**WHAT IS BEING ASKED:**
Exactly retype the lines of the material from its first line to the line with "pub type LambdaFn", including both.

**TASK DATA:**
//! Argument values passed to node implementations.
//!
//! Most arguments are plain JSON values. Deferred parameters receive a
//! [`Deferred`] thunk the node resolves itself (or never), and lambda
//! parameters receive a [`Lambda`] the node calls under a nested scope.

use std::fmt;
use std::sync::Arc;

use futures::future::{self, BoxFuture};
use futures::FutureExt;
use indexmap::IndexMap;
use serde_json::{Map, Value};

use nodescript_core::schema::SchemaSpec;

use crate::context::EvalContext;
use crate::error::RuntimeError;

pub type Thunk = Arc<dyn Fn() -> BoxFuture<'static, Result<Value, RuntimeError>> + Send + Sync>;

pub type LambdaFn =
    Arc<dyn Fn(EvalContext) -> BoxFuture<'static, Result<Value, RuntimeError>> + Send + Sync>;

/// A value computed on demand. Every resolution re-runs the upstream node
/// function, which in turn honours its own cache.
#[derive(Clone)]
pub struct Deferred {
    thunk: Thunk,
    schema: Option<SchemaSpec>,
}

impl Deferred {
    pub fn new<F>(thunk: F) -> Self
    where
        F: Fn() -> BoxFuture<'static, Result<Value, RuntimeError>> + Send + Sync + 'static,
    {
        Deferred {
            thunk: Arc::new(thunk),
            schema: None,
        }
    }

    /// A thunk that resolves to a fixed value.
    pub fn ready(value: Value) -> Self {
        Deferred::new(move || future::ready(Ok(value.clone())).boxed())
    }

    /// Schema the resolved value is converted to.
    pub fn with_schema(mut self, schema: SchemaSpec) -> Self {
        self.schema = Some(schema);
        self
    }

    pub fn schema(&self) -> Option<&SchemaSpec> {
        self.schema.as_ref()
    }

    /// Runs the thunk without conversion.
    pub fn invoke(&self) -> BoxFuture<'static, Result<Value, RuntimeError>> {
        (self.thunk)()
    }
}

impl fmt::Debug for Deferred {
    fn fmt(&self, f: &mut fmt::Formatter<'_>) -> fmt::Result {
        f.debug_struct("Deferred").field("schema", &self.schema).finish()
    }
}

/// A callable evaluated under a child of the caller's context.
#[derive(Clone)]
pub struct Lambda {
    func: LambdaFn,
}

impl Lambda {
    pub fn new<F>(func: F) -> Self
    where
        F: Fn(EvalContext) -> BoxFuture<'static, Result<Value, RuntimeError>> + Send + Sync + 'static,
    {
        Lambda {
            func: Arc::new(func),
        }
    }

    /// A lambda that ignores its scope and returns `value`.
    pub fn constant(value: Value) -> Self {
        Lambda::new(move |_| future::ready(Ok(value.clone())).boxed())
    }

    /// Calls the lambda with `locals` bound in a new scope of `ctx`.
    pub fn call(
        &self,
        ctx: &EvalContext,
        locals: Map<String, Value>,
    ) -> BoxFuture<'static, Result<Value, RuntimeError>> {
        (self.func)(ctx.new_scope(locals))
    }
}

impl fmt::Debug for Lambda {
    fn fmt(&self, f: &mut fmt::Formatter<'_>) -> fmt::Result {
        f.write_str("Lambda")
    }
}

/// One argument of a node invocation.
#[derive(Debug, Clone)]
pub enum Arg {
    Value(Value),
    Deferred(Deferred),
    Lambda(Lambda),
    /// Array whose items include thunks.
    Array(Vec<Arg>),
    /// Object whose fields include thunks.
    Object(IndexMap<String, Arg>),
}

impl Arg {
    /// Builds an array argument, collapsing to a plain value when no item
    /// is a thunk.
    pub fn array(items: Vec<Arg>) -> Arg {
        if items.iter().all(|a| matches!(a, Arg::Value(_))) {
            let values = items.into_iter().filter_map(Arg::into_value).collect();
            return Arg::Value(Value::Array(values));
        }
        Arg::Array(items)
    }

    /// Object counterpart of [`Arg::array`].
    pub fn object(fields: IndexMap<String, Arg>) -> Arg {
        if fields.values().all(|a| matches!(a, Arg::Value(_))) {
            let map: Map<String, Value> = fields
                .into_iter()
                .filter_map(|(k, a)| a.into_value().map(|v| (k, v)))
                .collect();
            return Arg::Value(Value::Object(map));
        }
        Arg::Object(fields)
    }

    pub fn as_value(&self) -> Option<&Value> {
        match self {
            Arg::Value(v) => Some(v),
            _ => None,
        }
    }

    pub fn into_value(self) -> Option<Value> {
        match self {
            Arg::Value(v) => Some(v),
            _ => None,
        }
    }

    pub fn as_lambda(&self) -> Option<&Lambda> {
        match self {
            Arg::Lambda(l) => Some(l),
            _ => None,
        }
    }
}

impl From<Value> for Arg {
    fn from(value: Value) -> Self {
        Arg::Value(value)
    }
}

/// Arguments of a node invocation, keyed by parameter.
#[derive(Debug, Clone, Default)]
pub struct Params {
    args: IndexMap<String, Arg>,
}

impl Params {
    pub fn new(args: IndexMap<String, Arg>) -> Self {
        Params { args }
    }

    pub fn get(&self, key: &str) -> Option<&Arg> {
        self.args.get(key)
    }

    /// Plain value of `key`; `null` when absent or not a plain value.
    pub fn value(&self, key: &str) -> Value {
        self.get(key)
            .and_then(Arg::as_value)
            .cloned()
            .unwrap_or(Value::Null)
    }

    pub fn lambda(&self, key: &str) -> Option<&Lambda> {
        self.get(key).and_then(Arg::as_lambda)
    }

    /// Items of an array argument. Thunk items are kept as they are; a
    /// non-array value counts as a single item.
    pub fn items(&self, key: &str) -> Vec<Arg> {
        match self.get(key) {
            None => Vec::new(),
            Some(Arg::Array(items)) => items.clone(),
            Some(Arg::Value(Value::Array(values))) => {
                values.iter().cloned().map(Arg::Value).collect()
            }
            Some(Arg::Value(Value::Null)) => Vec::new(),
            Some(other) => vec![other.clone()],
        }
    }

    pub fn iter(&self) -> impl Iterator<Item = (&String, &Arg)> {
        self.args.iter()
    }

    pub fn len(&self) -> usize {
        self.args.len()
    }

    pub fn is_empty(&self) -> bool {
        self.args.is_empty()
    }

    /// Resolves every thunk and returns the arguments as a JSON object.
    /// Lambdas cannot be resolved and become `null`.
    pub async fn resolve(&self, ctx: &EvalContext) -> Result<Map<String, Value>, RuntimeError> {
        let mut out = Map::new();
        for (key, arg) in &self.args {
            out.insert(key.clone(), ctx.resolve_deferred(arg).await?);
        }
        Ok(out)
    }
}

impl FromIterator<(String, Arg)> for Params {
    fn from_iter<I: IntoIterator<Item = (String, Arg)>>(iter: I) -> Self {
        Params {
            args: iter.into_iter().collect(),
        }
    }
}

#[cfg(test)]
mod tests {
    use super::*;
    use futures::FutureExt;
    use serde_json::json;

    #[test]
    fn plain_arrays_collapse_to_values() {
        let arg = Arg::array(vec![Arg::Value(json!(1)), Arg::Value(json!(2))]);
        assert_eq!(arg.as_value(), Some(&json!([1, 2])));

        let arg = Arg::array(vec![Arg::Value(json!(1)), Arg::Deferred(Deferred::ready(json!(2)))]);
        assert!(matches!(arg, Arg::Array(ref items) if items.len() == 2));
    }

    #[test]
    fn plain_objects_collapse_to_values() {
        let fields: IndexMap<String, Arg> = [("a".to_string(), Arg::Value(json!("x")))]
            .into_iter()
            .collect();
        assert_eq!(Arg::object(fields).as_value(), Some(&json!({"a": "x"})));
    }

    #[test]
    fn params_items_view() {
        let params: Params = [
            ("list".to_string(), Arg::Value(json!([1, 2]))),
            ("one".to_string(), Arg::Value(json!("x"))),
            ("none".to_string(), Arg::Value(Value::Null)),
        ]
        .into_iter()
        .collect();
        assert_eq!(params.items("list").len(), 2);
        assert_eq!(params.items("one").len(), 1);
        assert!(params.items("none").is_empty());
        assert!(params.items("missing").is_empty());
        assert_eq!(params.value("missing"), Value::Null);
    }

    #[test]
    fn resolve_runs_thunks() {
        let ctx = EvalContext::new();
        let params: Params = [
            ("a".to_string(), Arg::Value(json!(1))),
            ("b".to_string(), Arg::Deferred(Deferred::ready(json!("2")).with_schema(SchemaSpec::number()))),
        ]
        .into_iter()
        .collect();
        let resolved = params.resolve(&ctx).now_or_never().unwrap().unwrap();
        assert_eq!(Value::Object(resolved), json!({"a": 1, "b": 2}));
    }

    #[test]
    fn lambda_sees_its_locals() {
        let ctx = EvalContext::new();
        let lambda = Lambda::new(|scope| {
            async move { Ok::<Value, RuntimeError>(scope.get_local("item").unwrap_or(Value::Null)) }.boxed()
        });
        let mut locals = Map::new();
        locals.insert("item".into(), json!(7));
        let value = lambda.call(&ctx, locals).now_or_never().unwrap().unwrap();
        assert_eq!(value, json!(7));
        assert_eq!(ctx.get_local("item"), None);
    }
}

**EXERCISE ANSWER:**
//! Argument values passed to node implementations.
//!
//! Most arguments are plain JSON values. Deferred parameters receive a
//! [`Deferred`] thunk the node resolves itself (or never), and lambda
//! parameters receive a [`Lambda`] the node calls under a nested scope.

use std::fmt;
use std::sync::Arc;

use futures::future::{self, BoxFuture};
use futures::FutureExt;
use indexmap::IndexMap;
use serde_json::{Map, Value};

use nodescript_core::schema::SchemaSpec;

use crate::context::EvalContext;
use crate::error::RuntimeError;

pub type Thunk = Arc<dyn Fn() -> BoxFuture<'static, Result<Value, RuntimeError>> + Send + Sync>;

pub type LambdaFn =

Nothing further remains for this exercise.